Dr. Daniel seufzte. »Das ist leider ein Kapitel für sich, Frau Lüder. Ich nehme ja an, daß Sie Herrn Heidenrath kennen.«
»Und ob! Ich kann allerdings nicht sagen, daß ich darüber sehr erfreut bin. Dieser Mann ist ein rücksichtsloser Egoist, der sich den Teufel um seine arme Frau schert. Irgendwann wird er sie damit noch umbringen.«
Dr. Daniel gab der aufgebrachten Hebamme ein Zeichen, nicht mehr weiterzusprechen, weil er bemerkte, daß Gunilla langam zu sich kam. Jetzt setzte er sich zu ihr und griff nach ihrer Hand.
»Nun, Frau Heidenrath, wie fühlen Sie sich?« fragte er besorgt.
»Müde«, murmelte Gunilla schwach, dann sah sie Dr. Daniel an. »Weiß Helmut schon, daß es wieder nur ein Mädchen ist?«
»Was heißt denn ›nur‹, Frau Heidenrath?« entgegnete Dr.
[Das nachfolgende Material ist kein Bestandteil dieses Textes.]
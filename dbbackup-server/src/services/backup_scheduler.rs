use crate::db::with_conn;
use crate::models::resource::{self, Resource};
use crate::models::settings;
use crate::models::job::TriggerOrigin;
use crate::services::{disk, dispatch, packager, retention};
use crate::state::AppState;
use dashmap::{DashMap, DashSet};
use serde::Serialize;
use std::collections::HashMap;
use std::future::Future;
use std::sync::{Arc, Weak};
use tokio::sync::Mutex;
use tokio_cron_scheduler::{Job, JobScheduler};
use uuid::Uuid;

const PACKAGE_TIMER: &str = "system:package";
const RETENTION_TIMER: &str = "system:retention";
const DISK_TIMER: &str = "system:disk";

#[derive(Debug, Clone)]
struct Timer {
    id: Uuid,
    cron: String,
}

#[derive(Debug, Default, Clone, Copy, PartialEq, Eq, Serialize)]
pub struct ReconcileReport {
    pub added: usize,
    pub replaced: usize,
    pub removed: usize,
}

/// Accept standard 5-field crontab and the scheduler's seconds-first form.
pub fn normalize_cron(expr: &str) -> String {
    let fields: Vec<&str> = expr.split_whitespace().collect();
    if fields.len() == 5 {
        format!("0 {}", fields.join(" "))
    } else {
        fields.join(" ")
    }
}

/// Normalized form of `expr`, or why it cannot be scheduled.
pub fn validate_cron(expr: &str) -> Result<String, String> {
    let normalized = normalize_cron(expr);
    let fields = normalized.split(' ').filter(|f| !f.is_empty()).count();
    if !(6..=7).contains(&fields) {
        return Err(format!("expected 5, 6 or 7 fields, got {}", expr.split_whitespace().count()));
    }
    Job::new_async(normalized.as_str(), |_uuid, _lock| Box::pin(async {}))
        .map(|_| normalized.clone())
        .map_err(|e| e.to_string())
}

/// Marks a timer as in flight; cleared on drop.
struct RunningGuard {
    set: Arc<DashSet<String>>,
    key: String,
}

impl RunningGuard {
    fn try_acquire(set: &Arc<DashSet<String>>, key: &str) -> Option<Self> {
        set.insert(key.to_string()).then(|| Self {
            set: set.clone(),
            key: key.to_string(),
        })
    }
}

impl Drop for RunningGuard {
    fn drop(&mut self) {
        self.set.remove(&self.key);
    }
}

pub struct BackupScheduler {
    scheduler: Mutex<JobScheduler>,
    state: Weak<AppState>,
    timers: DashMap<String, Timer>,
    system_timers: DashMap<&'static str, Timer>,
    running: Arc<DashSet<String>>,
}

impl BackupScheduler {
    pub fn new(scheduler: JobScheduler, state: Weak<AppState>) -> Self {
        Self {
            scheduler: Mutex::new(scheduler),
            state,
            timers: DashMap::new(),
            system_timers: DashMap::new(),
            running: Arc::new(DashSet::new()),
        }
    }

    /// A cron job that hands each firing to the worker pool. A firing is
    /// skipped while the previous one for the same key is still running.
    fn timer_job<F, Fut>(&self, cron: &str, key: String, task: F) -> anyhow::Result<Job>
    where
        F: Fn(Arc<AppState>) -> Fut + Send + Sync + 'static,
        Fut: Future<Output = ()> + Send + 'static,
    {
        let state = self.state.clone();
        let running = self.running.clone();
        let task = Arc::new(task);

        let job = Job::new_async(cron, move |_uuid, _lock| {
            let state = state.clone();
            let running = running.clone();
            let key = key.clone();
            let task = task.clone();
            Box::pin(async move {
                let Some(state) = state.upgrade() else { return };
                let Some(_guard) = RunningGuard::try_acquire(&running, &key) else {
                    tracing::warn!(timer = %key, "Skipping firing: previous run still in progress");
                    return;
                };
                let pool = state.workers.clone();
                pool.run_tracked(task(state)).await;
            })
        })?;
        Ok(job)
    }

    async fn add_resource_timer(&self, resource_id: &str, cron: &str) -> anyhow::Result<Uuid> {
        let rid = resource_id.to_string();
        let job = self.timer_job(cron, format!("resource:{resource_id}"), move |state| {
            let rid = rid.clone();
            async move { dispatch::run_scheduled_backup(&state, &rid).await }
        })?;
        let id = self.scheduler.lock().await.add(job).await?;
        Ok(id)
    }

    async fn remove_timer(&self, id: &Uuid) {
        if let Err(e) = self.scheduler.lock().await.remove(id).await {
            tracing::warn!(timer = %id, error = %e, "Failed to remove timer");
        }
    }

    /// Make the live per-resource timers match `resources`. Idempotent.
    pub async fn reconcile(&self, resources: &[Resource]) -> ReconcileReport {
        let mut desired: HashMap<&str, String> = HashMap::new();
        for r in resources {
            let Some(schedule) = r.active_schedule() else { continue };
            match validate_cron(schedule) {
                Ok(cron) => {
                    desired.insert(r.id.as_str(), cron);
                }
                Err(reason) => {
                    tracing::error!(resource_id = %r.id, cron = %schedule, %reason, "Invalid stored schedule, not scheduling")
                }
            }
        }

        let mut report = ReconcileReport::default();

        let stale: Vec<String> = self
            .timers
            .iter()
            .filter(|t| !desired.contains_key(t.key().as_str()))
            .map(|t| t.key().clone())
            .collect();
        for resource_id in stale {
            if let Some((_, timer)) = self.timers.remove(&resource_id) {
                self.remove_timer(&timer.id).await;
                tracing::info!(resource_id = %resource_id, "Timer removed");
                report.removed += 1;
            }
        }

        for (resource_id, cron) in desired {
            let current = self.timers.get(resource_id).map(|t| t.value().clone());
            if let Some(timer) = &current {
                if timer.cron == cron {
                    continue;
                }
            }
            let id = match self.add_resource_timer(resource_id, &cron).await {
                Ok(id) => id,
                Err(e) => {
                    tracing::error!(resource_id = %resource_id, cron = %cron, error = %e, "Failed to schedule resource");
                    continue;
                }
            };
            if let Some(old) = current {
                self.remove_timer(&old.id).await;
                report.replaced += 1;
            } else {
                report.added += 1;
            }
            tracing::info!(resource_id = %resource_id, cron = %cron, "Resource scheduled");
            self.timers.insert(resource_id.to_string(), Timer { id, cron });
        }

        if report != ReconcileReport::default() {
            tracing::info!(added = report.added, replaced = report.replaced, removed = report.removed, "Timers reconciled");
        }
        report
    }

    /// Reconcile against the resources currently in the database.
    pub async fn refresh(&self) -> anyhow::Result<ReconcileReport> {
        let state = self
            .state
            .upgrade()
            .ok_or_else(|| anyhow::anyhow!("Application state is gone"))?;
        let resources = with_conn(&state.db, |conn| resource::find_all(conn)).await?;
        Ok(self.reconcile(&resources).await)
    }

    async fn set_system_timer(&self, name: &'static str, job: Job, cron: &str) -> anyhow::Result<()> {
        let id = self.scheduler.lock().await.add(job).await?;
        if let Some(old) = self.system_timers.insert(name, Timer { id, cron: cron.to_string() }) {
            self.remove_timer(&old.id).await;
        }
        tracing::info!(timer = name, cron = %cron, "System timer scheduled");
        Ok(())
    }

    /// Retention sweep and disk metric refresh.
    pub async fn init_system_timers(&self, retention_cron: &str, disk_cron: &str) -> anyhow::Result<()> {
        let retention_cron = normalize_cron(retention_cron);
        let job = self.timer_job(&retention_cron, RETENTION_TIMER.into(), |state| async move {
            if let Err(e) = retention::sweep(&state).await {
                tracing::error!(error = %e, "Retention sweep failed");
            }
        })?;
        self.set_system_timer(RETENTION_TIMER, job, &retention_cron).await?;

        let disk_cron = normalize_cron(disk_cron);
        let job = self.timer_job(&disk_cron, DISK_TIMER.into(), |state| async move {
            disk::refresh_metric(&state.config.data_dir).await;
        })?;
        self.set_system_timer(DISK_TIMER, job, &disk_cron).await?;
        Ok(())
    }

    /// Register, replace or drop the packaging timer from the stored package configuration.
    pub async fn reload_package_schedule(&self) -> anyhow::Result<Option<String>> {
        let state = self
            .state
            .upgrade()
            .ok_or_else(|| anyhow::anyhow!("Application state is gone"))?;
        let config = with_conn(&state.db, |conn| settings::package_config(conn)).await?;
        drop(state);

        let schedule = config
            .schedule
            .as_deref()
            .map(str::trim)
            .filter(|s| !s.is_empty());
        let Some(schedule) = schedule else {
            if let Some((_, old)) = self.system_timers.remove(PACKAGE_TIMER) {
                self.remove_timer(&old.id).await;
                tracing::info!("Package timer removed");
            }
            return Ok(None);
        };

        let cron = validate_cron(schedule)
            .map_err(|reason| anyhow::anyhow!("Invalid package schedule '{schedule}': {reason}"))?;
        if self.system_timers.get(PACKAGE_TIMER).is_some_and(|t| t.cron == cron) {
            return Ok(Some(cron));
        }
        let job = self.timer_job(&cron, PACKAGE_TIMER.into(), |state| async move {
            let format = match with_conn(&state.db, |conn| settings::package_config(conn)).await {
                Ok(config) => config.compression,
                Err(e) => {
                    tracing::error!(error = %e, "Failed to load package configuration");
                    return;
                }
            };
            // Outcome is logged and recorded in metrics by the packager
            let _ = packager::create_package(&state, format, TriggerOrigin::Scheduled).await;
        })?;
        self.set_system_timer(PACKAGE_TIMER, job, &cron).await?;
        Ok(Some(cron))
    }

    pub fn has_timer(&self, resource_id: &str) -> bool {
        self.timers.contains_key(resource_id)
    }

    pub fn timer_count(&self) -> usize {
        self.timers.len()
    }

    pub fn package_cron(&self) -> Option<String> {
        self.system_timers.get(PACKAGE_TIMER).map(|t| t.cron.clone())
    }

    pub async fn start(&self) -> anyhow::Result<()> {
        self.scheduler.lock().await.start().await?;
        Ok(())
    }

    pub async fn shutdown(&self) -> anyhow::Result<()> {
        self.scheduler.lock().await.shutdown().await?;
        Ok(())
    }
}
Daniel mit einem tadelnden Unterton in der Stimme. »Sie sollten froh sein, daß die Kleine gesund ist. Dabei fällt mir ein…« Er wandte sich Anna Lüder zu. »Rufen Sie bitte den Chefarzt. Er soll die Kleine vorab schon mal untersuchen. Ich werde mich heute gleich mit dem Kinderarzt aus der Kreisstadt in Verbindung setzen.«
Anna Lüder verzog das Gesicht. »Doch nicht dieses eingebildete Ekel.«
»Dr. Bürgel mag vielleicht nicht der sympathischste Mensch sein, aber als Kinderarzt ist er erstklassig.«
»Möglich«, brummelte Anna, obwohl sie ja selbst wußte, was für ein guter Arzt Dr. Bürgel war Aber er war eben leider auch schrecklich arrogant, was der guten Anna überhaupt nicht gefiel.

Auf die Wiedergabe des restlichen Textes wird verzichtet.